Directions:
Copy out every line of the data that follows, exactly.

[Collected data]

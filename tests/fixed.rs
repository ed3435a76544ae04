//! Layout invariants of the fixed-point readouts for all inputs.

use lib::fixed::{signed_dec3, unsigned_bin8, SIGNED_OVERFLOW, UNSIGNED_OVERFLOW, WIDTH};

proptest::proptest! {
    #[test]
    fn signed_in_range_reads_back(value in -9999i32..=9999) {
        let out = signed_dec3(value);
        let text = out.as_str();
        assert_eq!(text.len(), WIDTH);
        assert_eq!(&text[2..3], ".");
        let sign = if value < 0 { "-" } else { " " };
        assert_eq!(&text[..1], sign);

        let digits: String = text[1..].chars().filter(|c| *c != '.').collect();
        assert_eq!(digits.parse::<i32>().unwrap(), value.abs());
    }

    #[test]
    fn signed_out_of_range_is_one_sentinel(value in proptest::prop_oneof![
        i32::MIN..=-10_000i32,
        10_000i32..=i32::MAX,
    ]) {
        let out = signed_dec3(value);
        assert!(out.is_overflow());
        assert_eq!(out.as_str(), SIGNED_OVERFLOW);
    }

    #[test]
    fn unsigned_is_within_half_a_hundredth_below(value in 0u32..256_000) {
        let out = unsigned_bin8(value);
        let text = out.as_str();
        assert_eq!(text.len(), WIDTH);
        assert_eq!(&text[3..4], ".");
        assert!(!out.is_overflow());

        let shown: f64 = text.trim_start().parse().unwrap();
        let exact = f64::from(value) / 256.0;
        // Rounded, except that the fraction saturates at .99
        assert!((shown - exact).abs() <= 0.005 + 1e-9 || (shown.fract() - 0.99).abs() < 1e-9);
        assert_eq!(shown.trunc() as u32, value >> 8);
    }

    #[test]
    fn unsigned_overflow_is_sentinel(value in 256_000u32..) {
        assert_eq!(unsigned_bin8(value).as_str(), UNSIGNED_OVERFLOW);
    }
}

Response for this exercise:
filename tests/fixed.rs
repository ed3435a76544ae04
//! Layout invariants of the fixed-point readouts for all inputs.

use lib::fixed::{signed_dec3, unsigned_bin8, SIGNED_OVERFLOW, UNSIGNED_OVERFLOW, WIDTH};

proptest::proptest! {
    #[test]
    fn signed_in_range_reads_back(value in -9999i32..=9999) {
        let out = signed_dec3(value);
        let text = out.as_str();
        assert_eq!(text.len(), WIDTH);
        assert_eq!(&text[2..3], ".");
        let sign = if value < 0 { "-" } else { " " };
        assert_eq!(&text[..1], sign);

        let digits: String = text[1..].chars().filter(|c| *c != '.').collect();
        assert_eq!(digits.parse::<i32>().unwrap(), value.abs());
    }

    #[test]
    fn signed_out_of_range_is_one_sentinel(value in proptest::prop_oneof![
        i32::MIN..=-10_000i32,
        10_000i32..=i32::MAX,
    ]) {
        let out = signed_dec3(value);
        assert!(out.is_overflow());
        assert_eq!(out.as_str(), SIGNED_OVERFLOW);
    }

    #[test]
    fn unsigned_is_within_half_a_hundredth_below(value in 0u32..256_000) {
        let out = unsigned_bin8(value);
        let text = out.as_str();
        assert_eq!(text.len(), WIDTH);
        assert_eq!(&text[3..4], ".");
        assert!(!out.is_overflow());

        let shown: f64 = text.trim_start().parse().unwrap();
        let exact = f64::from(value) / 256.0;
        // Rounded, except that the fraction saturates at .99
        assert!((shown - exact).abs() <= 0.005 + 1e-9 || (shown.fract() - 0.99).abs() < 1e-9);
        assert_eq!(shown.trunc() as u32, value >> 8);
    }

    #[test]
    fn unsigned_overflow_is_sentinel(value in 256_000u32..) {
        assert_eq!(unsigned_bin8(value).as_str(), UNSIGNED_OVERFLOW);
    }
}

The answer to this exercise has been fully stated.